What you will do ▸ Copy out each line of the data holding "Severity".

(Beginning of Record excerpts)

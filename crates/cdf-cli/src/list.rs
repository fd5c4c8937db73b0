//! # List Subcommand
//!
//! Prints the selected rules and their one-line summaries, sorted by name.

use std::io::Write;

use anyhow::Result;
use clap::Args;

use crate::filter;
use crate::RuleSetArg;

/// Arguments for the `list` subcommand.
#[derive(Args, Debug)]
pub struct ListArgs {
    /// Comma-separated list of rules to list (overrides the rule set).
    #[arg(short, long, value_delimiter = ',')]
    pub include: Vec<String>,

    /// Comma-separated list of rules to exclude from the rule set.
    #[arg(short, long, value_delimiter = ',')]
    pub exclude: Vec<String>,

    /// Pre-defined rule set.
    #[arg(short = 'r', long = "rule-set", value_enum, default_value = "election")]
    pub rule_set: RuleSetArg,
}

/// Run `list`, writing the rule details to `out`.
pub fn run_list(args: &ListArgs, out: &mut impl Write) -> Result<()> {
    let mut rules = filter::select_rules(args.rule_set.into(), &args.include, &args.exclude)?;
    rules.sort_by_key(|r| r.name());
    writeln!(out, "Selected rules details:")?;
    for rule in rules {
        writeln!(out, "\t{} - {}", rule.name(), rule.summary())?;
    }
    Ok(())
}
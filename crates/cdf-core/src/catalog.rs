//! # Built-in Rule Catalog
//!
//! The validation rules shipped with the engine, plus the pre-defined rule
//! sets used by the CLI. Each rule exercises the contract it refines:
//! whole-tree rules, a reference-integrity rule, date-range rules, an
//! option-bearing rule, and a multi-key element rule.

use std::collections::HashSet;
use std::str::FromStr;

use chrono::{NaiveDate, Utc};
use roxmltree::Node;

use crate::dates;
use crate::error::{EngineError, ErrorLogEntry, Severity, Violation};
use crate::rule::{FeedContext, ReferenceRule, Rule, RuleOption, TREE_KEY};
use crate::schema;

// ---------------------------------------------------------------------------
// Rule Sets
// ---------------------------------------------------------------------------

/// A pre-defined selection of rules matched to the feed kind.
#[derive(Debug, Clone, Copy, PartialEq, Eq)]
pub enum RuleSet {
    /// Rules for election feeds (candidates, contests, dates).
    Election,
    /// Rules for sitting-officeholder feeds (no election-specific checks).
    Officeholder,
}

impl FromStr for RuleSet {
    type Err = String;

    fn from_str(s: &str) -> Result<Self, Self::Err> {
        match s.trim().to_ascii_lowercase().as_str() {
            "election" => Ok(Self::Election),
            "officeholder" => Ok(Self::Officeholder),
            other => Err(format!(
                "rule set must be one of [election, officeholder], got \"{other}\""
            )),
        }
    }
}

/// Every rule in the catalog, in registration order.
pub fn all_rules() -> Vec<Box<dyn Rule>> {
    vec![
        Box::new(OnlyOneElection),
        Box::new(DuplicateObjectIds),
        Box::new(PartyLeadershipMustExist),
        Box::new(StartDatesNotInPast::default()),
        Box::new(EndDatesValid::default()),
        Box::new(GpUnitOcdId::default()),
        Box::new(PartyAbbreviationProvided),
        Box::new(EmptyText),
    ]
}

/// Rule names that may not apply to officeholder feeds.
const ELECTION_ONLY: &[&str] = &["OnlyOneElection", "StartDatesNotInPast", "EndDatesValid"];

/// The rules belonging to a pre-defined set, in registration order.
pub fn rules_for(set: RuleSet) -> Vec<Box<dyn Rule>> {
    match set {
        RuleSet::Election => all_rules(),
        RuleSet::Officeholder => all_rules()
            .into_iter()
            .filter(|r| !ELECTION_ONLY.contains(&r.name()))
            .collect(),
    }
}

/// Every rule class name in the catalog.
pub fn all_rule_names() -> Vec<&'static str> {
    all_rules().iter().map(|r| r.name()).collect()
}

// ---------------------------------------------------------------------------
// Whole-tree rules
// ---------------------------------------------------------------------------

/// The feed should contain at most one Election element.
pub struct OnlyOneElection;

impl Rule for OnlyOneElection {
    fn name(&self) -> &'static str {
        "OnlyOneElection"
    }

    fn summary(&self) -> &'static str {
        "The feed must not contain more than one Election element."
    }

    fn elements(&self) -> Vec<&'static str> {
        vec![TREE_KEY]
    }

    fn check_tree(&mut self, ctx: &FeedContext<'_, '_>) -> Result<(), Violation> {
        let mut elections: Vec<Node<'_, '_>> = Vec::new();
        for node in schema::find_by_type(ctx.feed.root(), "Election") {
            if !elections.contains(&node) {
                elections.push(node);
            }
        }
        if elections.len() > 1 {
            return Err(Violation::error(format!(
                "The feed contains {} Election elements; at most one is allowed.",
                elections.len()
            )));
        }
        Ok(())
    }
}

/// Every objectId in the feed must be unique.
pub struct DuplicateObjectIds;

impl Rule for DuplicateObjectIds {
    fn name(&self) -> &'static str {
        "DuplicateObjectIds"
    }

    fn summary(&self) -> &'static str {
        "Every objectId in the feed must be declared exactly once."
    }

    fn elements(&self) -> Vec<&'static str> {
        vec![TREE_KEY]
    }

    fn check_tree(&mut self, ctx: &FeedContext<'_, '_>) -> Result<(), Violation> {
        let mut seen: HashSet<&str> = HashSet::new();
        let mut log = Vec::new();
        for node in ctx.feed.descendants() {
            let Some(object_id) = node.attribute("objectId") else {
                continue;
            };
            if !seen.insert(object_id) {
                log.push(ErrorLogEntry::new(
                    Some(schema::source_line(node)),
                    format!("objectId \"{object_id}\" is declared more than once"),
                ));
            }
        }
        if log.is_empty() {
            Ok(())
        } else {
            Err(Violation::error("The feed contains duplicated object IDs").with_log(log))
        }
    }
}

/// Every PartyLeaderId must reference a Person defined in the feed.
pub struct PartyLeadershipMustExist;

impl ReferenceRule for PartyLeadershipMustExist {
    fn missing_element(&self) -> &'static str {
        "Person"
    }

    fn gather_reference_values(&self, ctx: &FeedContext<'_, '_>) -> HashSet<String> {
        schema::find_by_type(ctx.feed.root(), "PartyLeaderId")
            .iter()
            .filter_map(|n| n.text())
            .map(str::trim)
            .filter(|t| !t.is_empty())
            .map(str::to_string)
            .collect()
    }

    fn gather_defined_values(&self, ctx: &FeedContext<'_, '_>) -> HashSet<String> {
        schema::find_by_type(ctx.feed.root(), "Person")
            .iter()
            .filter_map(|n| n.attribute("objectId"))
            .map(str::to_string)
            .collect()
    }
}

impl Rule for PartyLeadershipMustExist {
    fn name(&self) -> &'static str {
        "PartyLeadershipMustExist"
    }

    fn summary(&self) -> &'static str {
        "Every PartyLeaderId must reference a defined Person."
    }

    fn elements(&self) -> Vec<&'static str> {
        vec![TREE_KEY]
    }

    fn check_tree(&mut self, ctx: &FeedContext<'_, '_>) -> Result<(), Violation> {
        self.check_references(ctx)
    }
}

// ---------------------------------------------------------------------------
// Date rules
// ---------------------------------------------------------------------------

/// Election start dates should not be in the past.
pub struct StartDatesNotInPast {
    today: NaiveDate,
}

impl Default for StartDatesNotInPast {
    fn default() -> Self {
        Self {
            today: Utc::now().date_naive(),
        }
    }
}

impl StartDatesNotInPast {
    /// Pin "today" for deterministic checks.
    pub fn with_today(today: NaiveDate) -> Self {
        Self { today }
    }
}

impl Rule for StartDatesNotInPast {
    fn name(&self) -> &'static str {
        "StartDatesNotInPast"
    }

    fn summary(&self) -> &'static str {
        "Election start dates should not be in the past."
    }

    fn elements(&self) -> Vec<&'static str> {
        vec!["Election"]
    }

    fn check_element(
        &mut self,
        _ctx: &FeedContext<'_, '_>,
        element: Node<'_, '_>,
    ) -> Result<(), Violation> {
        let mut bounds = dates::gather_dates(element, self.today)?;
        bounds.check_start_not_in_past();
        bounds.into_violation(Severity::Warning, "The election start date is invalid")
    }
}

/// Election end dates must not be in the past and must not precede the
/// start date.
pub struct EndDatesValid {
    today: NaiveDate,
}

impl Default for EndDatesValid {
    fn default() -> Self {
        Self {
            today: Utc::now().date_naive(),
        }
    }
}

impl EndDatesValid {
    /// Pin "today" for deterministic checks.
    pub fn with_today(today: NaiveDate) -> Self {
        Self { today }
    }
}

impl Rule for EndDatesValid {
    fn name(&self) -> &'static str {
        "EndDatesValid"
    }

    fn summary(&self) -> &'static str {
        "Election end dates must be today or later and follow the start date."
    }

    fn elements(&self) -> Vec<&'static str> {
        vec!["Election"]
    }

    fn check_element(
        &mut self,
        _ctx: &FeedContext<'_, '_>,
        element: Node<'_, '_>,
    ) -> Result<(), Violation> {
        let mut bounds = dates::gather_dates(element, self.today)?;
        bounds.check_end_not_in_past();
        bounds.check_end_after_start();
        bounds.into_violation(Severity::Error, "The election end date is invalid")
    }
}

// ---------------------------------------------------------------------------
// Element rules
// ---------------------------------------------------------------------------

/// GpUnit OCD IDs must belong to the configured country.
pub struct GpUnitOcdId {
    country_code: String,
}

impl Default for GpUnitOcdId {
    fn default() -> Self {
        Self {
            country_code: "us".to_string(),
        }
    }
}

impl Rule for GpUnitOcdId {
    fn name(&self) -> &'static str {
        "GpUnitOcdId"
    }

    fn summary(&self) -> &'static str {
        "GpUnit OCD IDs must use the configured country division prefix."
    }

    fn elements(&self) -> Vec<&'static str> {
        vec!["GpUnit"]
    }

    fn set_option(&mut self, option: &RuleOption) -> Result<(), EngineError> {
        match option.name.as_str() {
            "country_code" => {
                self.country_code = option.value.trim().to_ascii_lowercase();
                Ok(())
            }
            _ => Err(EngineError::UnknownOption {
                rule: self.name().to_string(),
                option: option.name.clone(),
            }),
        }
    }

    fn check_element(
        &mut self,
        _ctx: &FeedContext<'_, '_>,
        element: Node<'_, '_>,
    ) -> Result<(), Violation> {
        let prefix = format!("ocd-division/country:{}", self.country_code);
        let mut log = Vec::new();
        for external_id in element
            .descendants()
            .filter(|n| n.is_element() && n.tag_name().name() == "ExternalIdentifier")
        {
            let id_type = schema::find_child(external_id, "Type")
                .and_then(|n| n.text())
                .unwrap_or("");
            if id_type.trim() != "ocd-id" {
                continue;
            }
            let Some(value) = schema::find_child(external_id, "Value") else {
                continue;
            };
            let text = value.text().unwrap_or("").trim();
            if !text.starts_with(&prefix) {
                log.push(ErrorLogEntry::new(
                    Some(schema::source_line(value)),
                    format!("The OCD ID {text} does not start with {prefix}"),
                ));
            }
        }
        if log.is_empty() {
            Ok(())
        } else {
            Err(Violation::warning("The GpUnit OCD ID is invalid").with_log(log))
        }
    }
}

/// Parties should provide an abbreviation.
pub struct PartyAbbreviationProvided;

impl Rule for PartyAbbreviationProvided {
    fn name(&self) -> &'static str {
        "PartyAbbreviationProvided"
    }

    fn summary(&self) -> &'static str {
        "Parties should provide an Abbreviation element."
    }

    fn elements(&self) -> Vec<&'static str> {
        vec!["Party"]
    }

    fn check_element(
        &mut self,
        _ctx: &FeedContext<'_, '_>,
        element: Node<'_, '_>,
    ) -> Result<(), Violation> {
        let has_abbreviation = schema::find_child(element, "Abbreviation").is_some()
            || schema::find_child(element, "InternationalizedAbbreviation").is_some();
        if has_abbreviation {
            return Ok(());
        }
        let object_id = element.attribute("objectId").unwrap_or("unknown");
        Err(Violation::info(format!(
            "Party {object_id} has no abbreviation."
        )))
    }
}

/// Text-bearing elements should not be empty.
pub struct EmptyText;

impl Rule for EmptyText {
    fn name(&self) -> &'static str {
        "EmptyText"
    }

    fn summary(&self) -> &'static str {
        "Text and Title elements must not be empty."
    }

    fn elements(&self) -> Vec<&'static str> {
        vec!["Text", "Title"]
    }

    fn check_element(
        &mut self,
        _ctx: &FeedContext<'_, '_>,
        element: Node<'_, '_>,
    ) -> Result<(), Violation> {
        if !element.text().unwrap_or("").trim().is_empty() {
            return Ok(());
        }
        let tag = element.tag_name().name();
        Err(
            Violation::warning(format!("{tag} element is empty")).with_log(vec![
                ErrorLogEntry::new(
                    Some(schema::source_line(element)),
                    format!("{tag} element is empty"),
                ),
            ]),
        )
    }
}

(End of Record excerpts)

Result for this task ▸
use crate::error::{EngineError, ErrorLogEntry, Severity, Violation};
        bounds.into_violation(Severity::Warning, "The election start date is invalid")
        bounds.into_violation(Severity::Error, "The election end date is invalid")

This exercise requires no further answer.